Top of Data for processing
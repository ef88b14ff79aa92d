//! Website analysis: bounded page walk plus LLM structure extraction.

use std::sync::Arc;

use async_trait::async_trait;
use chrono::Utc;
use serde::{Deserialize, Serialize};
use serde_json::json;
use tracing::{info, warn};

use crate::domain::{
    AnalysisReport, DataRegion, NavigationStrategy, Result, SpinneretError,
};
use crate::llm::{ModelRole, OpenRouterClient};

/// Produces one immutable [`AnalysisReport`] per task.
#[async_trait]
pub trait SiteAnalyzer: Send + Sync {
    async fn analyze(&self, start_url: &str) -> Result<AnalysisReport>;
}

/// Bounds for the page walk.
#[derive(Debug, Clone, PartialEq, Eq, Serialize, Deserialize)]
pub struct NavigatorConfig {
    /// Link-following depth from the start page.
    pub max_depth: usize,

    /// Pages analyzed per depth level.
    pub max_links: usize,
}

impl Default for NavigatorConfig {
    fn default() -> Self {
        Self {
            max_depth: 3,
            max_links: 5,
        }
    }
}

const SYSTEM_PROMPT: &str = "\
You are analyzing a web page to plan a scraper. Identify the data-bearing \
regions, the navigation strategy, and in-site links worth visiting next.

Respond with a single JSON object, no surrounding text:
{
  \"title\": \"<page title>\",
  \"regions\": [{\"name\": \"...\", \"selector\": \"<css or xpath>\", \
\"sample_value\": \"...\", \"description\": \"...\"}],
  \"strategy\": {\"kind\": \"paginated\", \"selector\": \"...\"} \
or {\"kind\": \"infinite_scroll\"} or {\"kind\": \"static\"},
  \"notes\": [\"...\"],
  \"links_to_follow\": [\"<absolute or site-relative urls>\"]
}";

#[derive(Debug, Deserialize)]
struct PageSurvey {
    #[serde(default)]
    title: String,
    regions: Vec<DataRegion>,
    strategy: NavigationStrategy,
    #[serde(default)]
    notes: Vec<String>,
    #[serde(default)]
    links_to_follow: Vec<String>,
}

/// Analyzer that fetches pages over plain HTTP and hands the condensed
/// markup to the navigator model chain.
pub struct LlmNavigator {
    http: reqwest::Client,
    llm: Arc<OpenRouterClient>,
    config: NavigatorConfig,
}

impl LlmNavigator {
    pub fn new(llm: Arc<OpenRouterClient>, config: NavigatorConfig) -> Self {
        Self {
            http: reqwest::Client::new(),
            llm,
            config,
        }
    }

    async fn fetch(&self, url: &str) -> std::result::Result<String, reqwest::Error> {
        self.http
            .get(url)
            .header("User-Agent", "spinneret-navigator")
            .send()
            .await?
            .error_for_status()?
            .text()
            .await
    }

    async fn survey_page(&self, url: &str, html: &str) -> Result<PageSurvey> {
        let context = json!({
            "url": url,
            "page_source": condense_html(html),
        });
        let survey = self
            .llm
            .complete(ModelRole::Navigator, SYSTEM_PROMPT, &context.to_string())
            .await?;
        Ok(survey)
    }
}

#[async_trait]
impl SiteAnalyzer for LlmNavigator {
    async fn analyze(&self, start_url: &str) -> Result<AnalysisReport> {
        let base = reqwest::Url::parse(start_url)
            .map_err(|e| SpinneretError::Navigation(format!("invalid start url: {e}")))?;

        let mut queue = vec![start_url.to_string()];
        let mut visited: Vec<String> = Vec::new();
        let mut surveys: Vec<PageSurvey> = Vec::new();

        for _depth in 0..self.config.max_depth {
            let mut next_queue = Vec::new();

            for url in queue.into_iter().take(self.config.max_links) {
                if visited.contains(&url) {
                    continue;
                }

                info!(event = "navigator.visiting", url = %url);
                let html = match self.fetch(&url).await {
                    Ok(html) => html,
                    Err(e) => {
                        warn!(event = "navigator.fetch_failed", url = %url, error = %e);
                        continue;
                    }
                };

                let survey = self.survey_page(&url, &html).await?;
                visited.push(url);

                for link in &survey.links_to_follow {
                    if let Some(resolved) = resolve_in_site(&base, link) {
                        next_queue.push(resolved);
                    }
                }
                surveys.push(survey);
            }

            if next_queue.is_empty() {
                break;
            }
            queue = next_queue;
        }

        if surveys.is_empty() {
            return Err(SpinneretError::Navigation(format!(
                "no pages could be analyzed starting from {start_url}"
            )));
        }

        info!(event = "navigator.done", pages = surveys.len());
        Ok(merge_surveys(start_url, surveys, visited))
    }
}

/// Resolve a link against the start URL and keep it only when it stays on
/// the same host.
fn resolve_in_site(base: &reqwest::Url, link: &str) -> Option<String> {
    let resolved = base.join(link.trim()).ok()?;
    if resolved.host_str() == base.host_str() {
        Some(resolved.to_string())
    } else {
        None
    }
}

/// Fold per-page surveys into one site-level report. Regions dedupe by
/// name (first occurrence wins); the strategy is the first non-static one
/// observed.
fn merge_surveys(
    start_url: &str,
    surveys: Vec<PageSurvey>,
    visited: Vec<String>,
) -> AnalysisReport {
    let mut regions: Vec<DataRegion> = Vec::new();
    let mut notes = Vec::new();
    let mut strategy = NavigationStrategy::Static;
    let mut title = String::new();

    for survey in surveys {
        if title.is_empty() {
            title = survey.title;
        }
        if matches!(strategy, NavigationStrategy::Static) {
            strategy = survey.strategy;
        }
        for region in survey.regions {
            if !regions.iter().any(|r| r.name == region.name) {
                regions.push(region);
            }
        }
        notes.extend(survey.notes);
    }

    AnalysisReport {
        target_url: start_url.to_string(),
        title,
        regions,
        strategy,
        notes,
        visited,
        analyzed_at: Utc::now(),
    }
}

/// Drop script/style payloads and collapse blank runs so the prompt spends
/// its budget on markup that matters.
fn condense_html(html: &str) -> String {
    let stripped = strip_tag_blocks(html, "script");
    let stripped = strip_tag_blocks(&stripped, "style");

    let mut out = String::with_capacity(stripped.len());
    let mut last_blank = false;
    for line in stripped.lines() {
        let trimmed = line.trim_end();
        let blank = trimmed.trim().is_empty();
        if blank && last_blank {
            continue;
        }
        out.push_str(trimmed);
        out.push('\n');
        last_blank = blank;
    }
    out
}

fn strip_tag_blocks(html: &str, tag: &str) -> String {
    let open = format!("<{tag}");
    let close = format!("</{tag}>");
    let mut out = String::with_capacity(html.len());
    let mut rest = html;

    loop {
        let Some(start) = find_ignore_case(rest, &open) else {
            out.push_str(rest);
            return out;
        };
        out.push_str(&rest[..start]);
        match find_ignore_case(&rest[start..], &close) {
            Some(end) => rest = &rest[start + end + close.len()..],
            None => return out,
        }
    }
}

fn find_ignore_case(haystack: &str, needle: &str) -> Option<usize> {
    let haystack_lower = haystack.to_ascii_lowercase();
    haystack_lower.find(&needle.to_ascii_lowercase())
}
Bottom of Data for processing
Please output the listing above exactly, every line included.

● Response box
repository ef88b14ff79aa92d
//! Website analysis: bounded page walk plus LLM structure extraction.

use std::sync::Arc;

use async_trait::async_trait;
use chrono::Utc;
use serde::{Deserialize, Serialize};
use serde_json::json;
use tracing::{info, warn};

use crate::domain::{
    AnalysisReport, DataRegion, NavigationStrategy, Result, SpinneretError,
};
use crate::llm::{ModelRole, OpenRouterClient};

/// Produces one immutable [`AnalysisReport`] per task.
#[async_trait]
pub trait SiteAnalyzer: Send + Sync {
    async fn analyze(&self, start_url: &str) -> Result<AnalysisReport>;
}

/// Bounds for the page walk.
#[derive(Debug, Clone, PartialEq, Eq, Serialize, Deserialize)]
pub struct NavigatorConfig {
    /// Link-following depth from the start page.
    pub max_depth: usize,

    /// Pages analyzed per depth level.
    pub max_links: usize,
}

impl Default for NavigatorConfig {
    fn default() -> Self {
        Self {
            max_depth: 3,
            max_links: 5,
        }
    }
}

const SYSTEM_PROMPT: &str = "\
You are analyzing a web page to plan a scraper. Identify the data-bearing \
regions, the navigation strategy, and in-site links worth visiting next.

Respond with a single JSON object, no surrounding text:
{
  \"title\": \"<page title>\",
  \"regions\": [{\"name\": \"...\", \"selector\": \"<css or xpath>\", \
\"sample_value\": \"...\", \"description\": \"...\"}],
  \"strategy\": {\"kind\": \"paginated\", \"selector\": \"...\"} \
or {\"kind\": \"infinite_scroll\"} or {\"kind\": \"static\"},
  \"notes\": [\"...\"],
  \"links_to_follow\": [\"<absolute or site-relative urls>\"]
}";

#[derive(Debug, Deserialize)]
struct PageSurvey {
    #[serde(default)]
    title: String,
    regions: Vec<DataRegion>,
    strategy: NavigationStrategy,
    #[serde(default)]
    notes: Vec<String>,
    #[serde(default)]
    links_to_follow: Vec<String>,
}

/// Analyzer that fetches pages over plain HTTP and hands the condensed
/// markup to the navigator model chain.
pub struct LlmNavigator {
    http: reqwest::Client,
    llm: Arc<OpenRouterClient>,
    config: NavigatorConfig,
}

impl LlmNavigator {
    pub fn new(llm: Arc<OpenRouterClient>, config: NavigatorConfig) -> Self {
        Self {
            http: reqwest::Client::new(),
            llm,
            config,
        }
    }

    async fn fetch(&self, url: &str) -> std::result::Result<String, reqwest::Error> {
        self.http
            .get(url)
            .header("User-Agent", "spinneret-navigator")
            .send()
            .await?
            .error_for_status()?
            .text()
            .await
    }

    async fn survey_page(&self, url: &str, html: &str) -> Result<PageSurvey> {
        let context = json!({
            "url": url,
            "page_source": condense_html(html),
        });
        let survey = self
            .llm
            .complete(ModelRole::Navigator, SYSTEM_PROMPT, &context.to_string())
            .await?;
        Ok(survey)
    }
}

#[async_trait]
impl SiteAnalyzer for LlmNavigator {
    async fn analyze(&self, start_url: &str) -> Result<AnalysisReport> {
        let base = reqwest::Url::parse(start_url)
            .map_err(|e| SpinneretError::Navigation(format!("invalid start url: {e}")))?;

        let mut queue = vec![start_url.to_string()];
        let mut visited: Vec<String> = Vec::new();
        let mut surveys: Vec<PageSurvey> = Vec::new();

        for _depth in 0..self.config.max_depth {
            let mut next_queue = Vec::new();

            for url in queue.into_iter().take(self.config.max_links) {
                if visited.contains(&url) {
                    continue;
                }

                info!(event = "navigator.visiting", url = %url);
                let html = match self.fetch(&url).await {
                    Ok(html) => html,
                    Err(e) => {
                        warn!(event = "navigator.fetch_failed", url = %url, error = %e);
                        continue;
                    }
                };

                let survey = self.survey_page(&url, &html).await?;
                visited.push(url);

                for link in &survey.links_to_follow {
                    if let Some(resolved) = resolve_in_site(&base, link) {
                        next_queue.push(resolved);
                    }
                }
                surveys.push(survey);
            }

            if next_queue.is_empty() {
                break;
            }
            queue = next_queue;
        }

        if surveys.is_empty() {
            return Err(SpinneretError::Navigation(format!(
                "no pages could be analyzed starting from {start_url}"
            )));
        }

        info!(event = "navigator.done", pages = surveys.len());
        Ok(merge_surveys(start_url, surveys, visited))
    }
}

/// Resolve a link against the start URL and keep it only when it stays on
/// the same host.
fn resolve_in_site(base: &reqwest::Url, link: &str) -> Option<String> {
    let resolved = base.join(link.trim()).ok()?;
    if resolved.host_str() == base.host_str() {
        Some(resolved.to_string())
    } else {
        None
    }
}

/// Fold per-page surveys into one site-level report. Regions dedupe by
/// name (first occurrence wins); the strategy is the first non-static one
/// observed.
fn merge_surveys(
    start_url: &str,
    surveys: Vec<PageSurvey>,
    visited: Vec<String>,
) -> AnalysisReport {
    let mut regions: Vec<DataRegion> = Vec::new();
    let mut notes = Vec::new();
    let mut strategy = NavigationStrategy::Static;
    let mut title = String::new();

    for survey in surveys {
        if title.is_empty() {
            title = survey.title;
        }
        if matches!(strategy, NavigationStrategy::Static) {
            strategy = survey.strategy;
        }
        for region in survey.regions {
            if !regions.iter().any(|r| r.name == region.name) {
                regions.push(region);
            }
        }
        notes.extend(survey.notes);
    }

    AnalysisReport {
        target_url: start_url.to_string(),
        title,
        regions,
        strategy,
        notes,
        visited,
        analyzed_at: Utc::now(),
    }
}

/// Drop script/style payloads and collapse blank runs so the prompt spends
/// its budget on markup that matters.
fn condense_html(html: &str) -> String {
    let stripped = strip_tag_blocks(html, "script");
    let stripped = strip_tag_blocks(&stripped, "style");

    let mut out = String::with_capacity(stripped.len());
    let mut last_blank = false;
    for line in stripped.lines() {
        let trimmed = line.trim_end();
        let blank = trimmed.trim().is_empty();
        if blank && last_blank {
            continue;
        }
        out.push_str(trimmed);
        out.push('\n');
        last_blank = blank;
    }
    out
}

fn strip_tag_blocks(html: &str, tag: &str) -> String {
    let open = format!("<{tag}");
    let close = format!("</{tag}>");
    let mut out = String::with_capacity(html.len());
    let mut rest = html;

    loop {
        let Some(start) = find_ignore_case(rest, &open) else {
            out.push_str(rest);
            return out;
        };
        out.push_str(&rest[..start]);
        match find_ignore_case(&rest[start..], &close) {
            Some(end) => rest = &rest[start + end + close.len()..],
            None => return out,
        }
    }
}

fn find_ignore_case(haystack: &str, needle: &str) -> Option<usize> {
    let haystack_lower = haystack.to_ascii_lowercase();
    haystack_lower.find(&needle.to_ascii_lowercase())
}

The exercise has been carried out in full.